Month: April 2017

Sleeves and dress cut just right.

https://vimeo.com/214300972

For a year now I’ve had somewhere around half an hour of raw footage collecting digital dust on a hard drive from the day Ron and Dean came over to record the piano part for Ron’s song “Tattooed Lady”. I figured it was time I got around to editing it.

The finished segment came out shorter and snappier than I expected, but I think it works as a little slice of studio life. What kept me from making it longer was the lack of visual movement. I didn’t set up a second camera to grab Ron and Dean, so while there’s a good bit of dialogue between the three of us, you would only see my headless torso no matter who was talking at any given time. That would get old pretty fast.

Better to keep it brief. In a minute and-a-half you still get a bit of banter, a pretty decent idea of the feel of the song and what I played on it, and a few moments from takes that weren’t used in the final mix (as far as I can tell, what’s on the album is about 80% of my penultimate take, with the rest flown in from the very last take we did right after the camera ran out of recording time).

I’m trying not to share too many more video-related things before the big beefy “this has been the last few years of my musical life” video is finished, but I don’t think this little bit is giving anything away, and I kind of like the way it turned out.

Someone should write a pulpy, jazzy detective novel called “Trumpet Trouble”.

Just got this little guy back not long ago. Thanks to Kelly for taking good care of Señor Trumpet over the last few years.
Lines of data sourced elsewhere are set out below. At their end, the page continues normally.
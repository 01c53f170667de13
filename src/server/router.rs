//! Route table and route resolution.

use std::collections::HashMap;
use std::sync::Arc;

use log::debug;

use crate::parser::{Headers, Method};
use crate::server::error::Error;
use crate::server::handler::HandlerFn;
use crate::server::result::HandlerResult;

/// Outcome of looking up a request in the route table.
#[derive(Clone)]
pub enum Resolution {
    /// A handler claims the request.
    Found(HandlerFn),
    /// The path is routed, but only for these methods.
    WrongMethod(Vec<Method>),
    /// Nothing is routed at this path.
    NotFound,
}

impl std::fmt::Debug for Resolution {
    fn fmt(&self, f: &mut std::fmt::Formatter<'_>) -> std::fmt::Result {
        match self {
            Resolution::Found(_) => f.write_str("Found"),
            Resolution::WrongMethod(allowed) => f.debug_tuple("WrongMethod").field(allowed).finish(),
            Resolution::NotFound => f.write_str("NotFound"),
        }
    }
}

/// Maps `(method, path)` pairs to handlers.
///
/// Filled during startup and read-only once the server runs, so lookups
/// need no locking.
#[derive(Default, Clone)]
pub struct Router {
    routes: HashMap<(Method, String), HandlerFn>,
    any_method: HashMap<String, HandlerFn>,
}

impl Router {
    pub fn new() -> Self {
        Self::default()
    }

    /// Register a handler for one method at a path.
    ///
    /// Registering the same pair twice keeps the later handler.
    pub fn add<F>(&mut self, method: Method, path: &str, handler: F) -> &mut Self
    where
        F: Fn(&Headers, Option<&str>) -> Result<HandlerResult, Error> + Send + Sync + 'static,
    {
        self.routes.insert((method, normalize_path(path)), Arc::new(handler));
        self
    }

    /// Register a handler answering every method at a path.
    ///
    /// Method-specific routes at the same path take precedence.
    pub fn any<F>(&mut self, path: &str, handler: F) -> &mut Self
    where
        F: Fn(&Headers, Option<&str>) -> Result<HandlerResult, Error> + Send + Sync + 'static,
    {
        self.any_method.insert(normalize_path(path), Arc::new(handler));
        self
    }

    pub fn len(&self) -> usize {
        self.routes.len() + self.any_method.len()
    }

    pub fn is_empty(&self) -> bool {
        self.len() == 0
    }

    /// Registered routes sorted by path, `None` standing for any method.
    pub fn endpoints(&self) -> Vec<(Option<&Method>, &str)> {
        let mut endpoints: Vec<_> = self
            .routes
            .keys()
            .map(|(m, p)| (Some(m), p.as_str()))
            .chain(self.any_method.keys().map(|p| (None, p.as_str())))
            .collect();
        endpoints.sort_by(|a, b| a.1.cmp(b.1).then_with(|| a.0.cmp(&b.0)));
        endpoints
    }

    /// Resolve a request to a handler.
    ///
    /// Tried in order, first hit wins:
    /// 1. the exact `(method, path)` route,
    /// 2. an any-method route at the path,
    /// 3. steps 1 and 2 again for the index variants of the path
    ///    (`/` tries `/index.html` and `/index.htm`, and those try `/`).
    ///
    /// With no hit, the request is [`Resolution::WrongMethod`] if the exact
    /// path is routed for other methods and [`Resolution::NotFound`] otherwise.
    pub fn resolve(&self, method: &Method, path: &str) -> Resolution {
        let path = normalize_path(path);

        if let Some(handler) = self.lookup(method, &path) {
            return Resolution::Found(handler);
        }

        for variant in index_variants(&path) {
            if let Some(handler) = self.lookup(method, variant) {
                debug!("{method} {path} matched index variant {variant}");
                return Resolution::Found(handler);
            }
        }

        let allowed = self.allowed_methods(&path);
        if allowed.is_empty() {
            Resolution::NotFound
        } else {
            Resolution::WrongMethod(allowed)
        }
    }

    fn lookup(&self, method: &Method, path: &str) -> Option<HandlerFn> {
        self.routes
            .get(&(method.clone(), path.to_string()))
            .or_else(|| self.any_method.get(path))
            .cloned()
    }

    fn allowed_methods(&self, path: &str) -> Vec<Method> {
        let mut allowed: Vec<Method> = self
            .routes
            .keys()
            .filter(|(_, p)| p == path)
            .map(|(m, _)| m.clone())
            .collect();
        allowed.sort();
        allowed
    }
}

/// Alternate spellings of the site index.
fn index_variants(path: &str) -> &'static [&'static str] {
    match path {
        "/" => &["/index.html", "/index.htm"],
        "/index.html" | "/index.htm" => &["/"],
        _ => &[],
    }
}

/// Normalize a path for use as a route key: query stripped, leading `/` ensured.
pub fn normalize_path(path: &str) -> String {
    let path = path.split_once('?').map_or(path, |(p, _)| p).trim();
    if path.starts_with('/') {
        path.to_string()
    } else {
        format!("/{path}")
    }
}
I’m lucky enough now to know some people who, unlike me, can actually play brass instruments, and who are open to doing session work. If you’re thinking that might stop me from using the trumpet and the bugle to lob occasional dissonant curveballs at songs that don’t seem to want them, well…I’ll probably keep doing that here and there until the end of time. Ha!

You can never have too many acoustic ballads with random atonal free jazz trumpet solos.

Remastering update #2.

Hark! I hath passed the halfway mark!

98 songs down. 90 still to go.

More surprises and mostly-forgotten little audio relics:

  • An unused kick drum part to bolster the stomping and tambourine-shaking on “Everything He Asked You”
  • Drums recorded for “Creepy Crawly Things” but left out of the final mix
  • The rain at the beginning of “Wait All Morning” fades out just before I get into an argument with the sky, asking for (and not receiving) thunder
  • As with “Raccoon Eyes”, “Everything Matters, Everyone Cares” started out as some improv behind the drums recorded with the idea of building some music around it after the fact; unlike what happened with “Raccoon Eyes”, I ended up casting out the initial drum part once it became clear it didn’t play well with the music it inspired
  • Some out-of-tune piano over the bridge section on “What I Would Do for You” that was junked at the mixing stage
  • The tenor banjo at the end of “I Love You” goes on quite a bit longer than the CD mix would have you believe (and longer than I remembered), growing even more crazed and dissonant
  • An unused bass harmonics overdub in the middle of “95 Streets (Is Where I Will Find the Heart of You)”
  • An alternate lead vocal for “Fat Mouth” that does some pretty serious attempted Springsteen-channeling circa Darkness on the Edge of Town
  • Some acoustic guitar accents recorded for “Absence Makes the Heart Grow Fondue” right where the drums kick in, but abandoned after about thirty seconds and not present in the final mix
  • Several foul-mouthed arguments with an interrupting phone and/or fax machine
  • More forgotten riffs and licks sandwiched between proper songs

I’m still not as far along as I’d like to be, but I’m beginning to think I might actually finish this pet project someday.